Assigned task
Please copy every line of the data in which the string "Construct" appears.

Record set
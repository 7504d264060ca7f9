use itertools::iproduct;

use crate::QrCode;

/// A tile drawn in place of every dark module.
///
/// Text renderers use blocks of glyphs, raster renderers blocks of pixels. A light module is
/// always drawn as an empty tile of the same dimensions.
pub trait Block {
    type Sample;

    /// Width and height of the tile.
    fn dimensions(&self) -> (usize, usize);

    /// Sample at offset `(dx, dy)` inside the tile.
    fn sample(&self, dx: usize, dy: usize) -> Self::Sample;
}

/// "██": a full block two cells wide, so that modules look square in a terminal.
#[derive(Debug, Clone, Copy, Default)]
pub struct SolidBlock;

impl Block for SolidBlock {
    type Sample = char;

    fn dimensions(&self) -> (usize, usize) {
        (2, 1)
    }

    fn sample(&self, _dx: usize, _dy: usize) -> char {
        '█'
    }
}

/// A rectangle of glyphs, given as lines of text. Short lines are padded with spaces.
/// # Example
/// ```
/// use qrtile_encode::{Block, PatternBlock};
/// let block = PatternBlock::new("/\\\n\\/");
/// assert_eq!(block.dimensions(), (2, 2));
/// assert_eq!(block.sample(1, 1), '/');
/// ```
#[derive(Debug, Clone, PartialEq, Eq)]
pub struct PatternBlock {
    glyphs: Vec<Vec<char>>,
    width: usize,
}

impl PatternBlock {
    pub fn new(pattern: &str) -> Self {
        let glyphs: Vec<Vec<char>> = pattern.lines().map(|line| line.chars().collect()).collect();
        let width = glyphs.iter().map(Vec::len).max().unwrap_or(0);
        Self { glyphs, width }
    }
}

impl From<&str> for PatternBlock {
    fn from(value: &str) -> Self {
        Self::new(value)
    }
}

impl Block for PatternBlock {
    type Sample = char;

    fn dimensions(&self) -> (usize, usize) {
        (self.width, self.glyphs.len())
    }

    fn sample(&self, dx: usize, dy: usize) -> char {
        self.glyphs
            .get(dy)
            .and_then(|line| line.get(dx))
            .copied()
            .unwrap_or(' ')
    }
}

/// Glyphs for a pair of stacked modules, indexed by `top | bottom << 1`.
const SMALL_GLYPHS: [char; 4] = [' ', '▀', '▄', '█'];

mod ansi {
    use image::Rgba;

    const FOREGROUND: u8 = 38;
    const BACKGROUND: u8 = 48;
    const RESET: &str = "\x1b[0m";

    fn push_color(out: &mut String, layer: u8, color: Rgba<u8>) {
        let Rgba([r, g, b, _]) = color;
        out.push_str(&format!("\x1b[{layer};2;{r};{g};{b}m"));
    }

    /// Push the truecolor escapes for `fg` and `bg`, skipping fully transparent ones. Returns
    /// whether anything was pushed.
    pub(super) fn push_colors(out: &mut String, fg: Rgba<u8>, bg: Rgba<u8>) -> bool {
        if fg[3] != 0 {
            push_color(out, FOREGROUND, fg);
        }
        if bg[3] != 0 {
            push_color(out, BACKGROUND, bg);
        }
        fg[3] != 0 || bg[3] != 0
    }

    pub(super) fn push_reset(out: &mut String) {
        out.push_str(RESET);
    }

    /// Push `glyph` in its own colors so that neighbouring glyphs never bleed into each other.
    pub(super) fn push_painted(out: &mut String, glyph: char, fg: Rgba<u8>, bg: Rgba<u8>) {
        let painted = push_colors(out, fg, bg);
        out.push(glyph);
        if painted {
            push_reset(out);
        }
    }
}

impl QrCode {
    /// Render two module rows per line of text using half blocks, in the code's colors.
    ///
    /// With an odd height, the last line pairs the last row with light modules.
    pub fn to_small_string(&self) -> String {
        tracing::trace!(width = self.width(), height = self.height(), "rendering small string");
        let rows = self.to_bool_array();
        let (fg, bg) = (self.foreground(), self.background());
        let mut out = String::new();
        for pair in rows.chunks(2) {
            for x in 0..self.width() {
                let top = pair[0][x];
                let bottom = pair.get(1).is_some_and(|row| row[x]);
                let glyph = SMALL_GLYPHS[top as usize | (bottom as usize) << 1];
                ansi::push_painted(&mut out, glyph, fg, bg);
            }
            out.push('\n');
        }
        out
    }

    /// Render every module as a tile of `block`: dark modules with the block's glyphs in the
    /// foreground color, light modules as blanks on the background.
    /// # Example
    /// ```
    /// use image::Rgba;
    /// use qrtile_core::BitMatrix;
    /// use qrtile_encode::{PatternBlock, QrCode};
    /// let transparent = Rgba([0, 0, 0, 0]);
    /// let code = QrCode::new(BitMatrix::from_fn(2, 1, |x, _| x == 0), false, 0, transparent, transparent);
    /// assert_eq!(code.to_block_string(&PatternBlock::new("[]")), "[]  \n");
    /// ```
    pub fn to_block_string<B>(&self, block: &B) -> String
    where
        B: Block<Sample = char> + ?Sized,
    {
        let (block_width, block_height) = block.dimensions();
        tracing::trace!(block_width, block_height, "rendering block string");
        let rows = self.to_bool_array();
        let (fg, bg) = (self.foreground(), self.background());
        let mut out = String::new();
        for (y, dy) in iproduct!(0..self.height(), 0..block_height) {
            for (x, dx) in iproduct!(0..self.width(), 0..block_width) {
                if rows[y][x] {
                    ansi::push_painted(&mut out, block.sample(dx, dy), fg, bg);
                } else {
                    ansi::push_painted(&mut out, ' ', bg, bg);
                }
            }
            out.push('\n');
        }
        out
    }

    /// Render dark modules as `set` and light ones as `unset`, one line per module row, without
    /// colors.
    /// # Example
    /// ```
    /// use image::Rgba;
    /// use qrtile_core::BitMatrix;
    /// use qrtile_encode::QrCode;
    /// let black = Rgba([0, 0, 0, 255]);
    /// let code = QrCode::new(BitMatrix::from_fn(2, 2, |x, y| x == y), false, 0, black, black);
    /// assert_eq!(code.to_string_with("##", ".."), "##..\n..##\n");
    /// ```
    pub fn to_string_with(&self, set: &str, unset: &str) -> String {
        let mut out = String::new();
        for row in self.to_bool_array() {
            for &dark in row {
                out.push_str(if dark { set } else { unset });
            }
            out.push('\n');
        }
        out
    }

    /// Same as [QrCode::to_string_with], wrapped in the code's colors.
    pub fn to_colored_string(&self, set: &str, unset: &str) -> String {
        let mut out = String::new();
        let painted = ansi::push_colors(&mut out, self.foreground(), self.background());
        out.push_str(&self.to_string_with(set, unset));
        if painted {
            ansi::push_reset(&mut out);
        }
        out
    }
}
use image::Rgba;
use tracing::debug;

use qrtile_core::{Content, Ecl, Version};

use crate::code::{DEFAULT_BACKGROUND, DEFAULT_FOREGROUND};
use crate::symbol::{QrcodeSymbolEncoder, SymbolEncoder, SymbolError, SymbolOptions, DEFAULT_MARGIN};
use crate::QrCode;

/// Encoder for a QR code.
///
/// Collects the payload, encoding parameters, and colors, then hands the payload to a
/// [SymbolEncoder] and wraps the result into a [QrCode].
/// # Example
/// ```
/// use qrtile_core::{Ecl, StringContent};
/// use qrtile_encode::Encoder;
/// let code = Encoder::new()
///     .with_content(StringContent::new("Hello, world!"))
///     .with_ecl(Ecl::L)
///     .build()
///     .unwrap();
/// assert_eq!(code.width(), 21 + 2 * 4);
/// ```
pub struct Encoder<E = QrcodeSymbolEncoder> {
    content: Option<Box<dyn Content>>,
    ecl: Ecl,
    version: Option<Version>,
    margin: usize,
    border: bool,
    invert: bool,
    foreground: Rgba<u8>,
    background: Rgba<u8>,
    symbol_encoder: E,
}

impl Encoder {
    /// Construct a new encoder backed by the `qrcode` crate, with default settings.
    pub fn new() -> Self {
        Self::with_symbol_encoder(QrcodeSymbolEncoder)
    }
}

impl Default for Encoder {
    fn default() -> Self {
        Self::new()
    }
}

impl<E: SymbolEncoder> Encoder<E> {
    /// Construct a new encoder delegating symbol generation to `symbol_encoder`.
    pub fn with_symbol_encoder(symbol_encoder: E) -> Self {
        Self {
            content: None,
            ecl: Ecl::H,
            version: None,
            margin: DEFAULT_MARGIN,
            border: true,
            invert: false,
            foreground: DEFAULT_FOREGROUND,
            background: DEFAULT_BACKGROUND,
            symbol_encoder,
        }
    }

    /// Replace the symbol encoder, keeping every other setting.
    pub fn using<F: SymbolEncoder>(self, symbol_encoder: F) -> Encoder<F> {
        Encoder {
            content: self.content,
            ecl: self.ecl,
            version: self.version,
            margin: self.margin,
            border: self.border,
            invert: self.invert,
            foreground: self.foreground,
            background: self.background,
            symbol_encoder,
        }
    }

    /// Set the `content` to encode.
    pub fn with_content<C: Content + 'static>(mut self, content: C) -> Self {
        self.content = Some(Box::new(content));
        self
    }

    /// Whether some content has been set.
    pub fn has_content(&self) -> bool {
        self.content.is_some()
    }

    /// Get the error correction level.
    pub fn ecl(&self) -> Ecl {
        self.ecl
    }

    /// Set the error correction level.
    pub fn with_ecl(mut self, ecl: Ecl) -> Self {
        self.ecl = ecl;
        self
    }

    /// Get the forced version, if any.
    pub fn version(&self) -> Option<Version> {
        self.version
    }

    /// Force the symbol to the specified `version`.
    pub fn with_version(mut self, version: Version) -> Self {
        self.version = Some(version);
        self
    }

    /// Let the symbol encoder pick the smallest version that fits.
    pub fn with_auto_version(mut self) -> Self {
        self.version = None;
        self
    }

    /// Quiet zone, in modules, that the symbol will be built with. Zero when the border is
    /// disabled, whatever margin was set.
    pub fn margin(&self) -> usize {
        if self.border {
            self.margin
        } else {
            0
        }
    }

    /// Set the quiet zone size in modules.
    pub fn with_margin(mut self, margin: usize) -> Self {
        self.margin = margin;
        self
    }

    /// Enable or disable the quiet zone.
    pub fn with_border(mut self, border: bool) -> Self {
        self.border = border;
        self
    }

    /// Disable the quiet zone.
    pub fn without_border(self) -> Self {
        self.with_border(false)
    }

    /// Swap foreground and background in the built code.
    pub fn inverted(mut self, invert: bool) -> Self {
        self.invert = invert;
        self
    }

    /// Set the color of dark modules.
    pub fn with_foreground(mut self, color: Rgba<u8>) -> Self {
        self.foreground = color;
        self
    }

    /// Set the color of light modules.
    pub fn with_background(mut self, color: Rgba<u8>) -> Self {
        self.background = color;
        self
    }

    /// The options handed to the symbol encoder.
    pub fn symbol_options(&self) -> SymbolOptions {
        SymbolOptions {
            ecl: self.ecl,
            version: self.version,
            margin: self.margin(),
        }
    }

    /// Encode the content.
    pub fn build(&self) -> Result<QrCode, EncodingError> {
        let content = self.content.as_ref().ok_or(EncodingError::ContentMissing)?;
        let payload = content.payload();
        let options = self.symbol_options();
        debug!(
            payload_len = payload.len(),
            ecl = %options.ecl,
            version = ?options.version,
            margin = options.margin,
            "encoding payload"
        );
        let matrix = self.symbol_encoder.encode(&payload, &options)?;
        debug!(
            width = matrix.width(),
            height = matrix.height(),
            "symbol encoded"
        );
        Ok(QrCode::new(
            matrix,
            self.invert,
            options.margin,
            self.foreground,
            self.background,
        ))
    }
}

#[derive(Debug, thiserror::Error)]
pub enum EncodingError {
    #[error("no content to encode")]
    ContentMissing,
    #[error(transparent)]
    Symbol(#[from] SymbolError),
}
//! Building blocks shared by the `qrtile` crates: the module grid of a symbol, QR versions and
//! error correction levels, payload formatters, and the atlas of structural modules.

mod content;
mod matrix;
mod meta;
mod structure;

pub use content::{BytesContent, Content, SecurityType, StringContent, UnknownSecurityType, WifiContent};
pub use matrix::BitMatrix;
pub use meta::{Ecl, Version};
pub use structure::StructureAtlas;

Expected answer
    /// Construct a new encoder backed by the `qrcode` crate, with default settings.
    /// Construct a new encoder delegating symbol generation to `symbol_encoder`.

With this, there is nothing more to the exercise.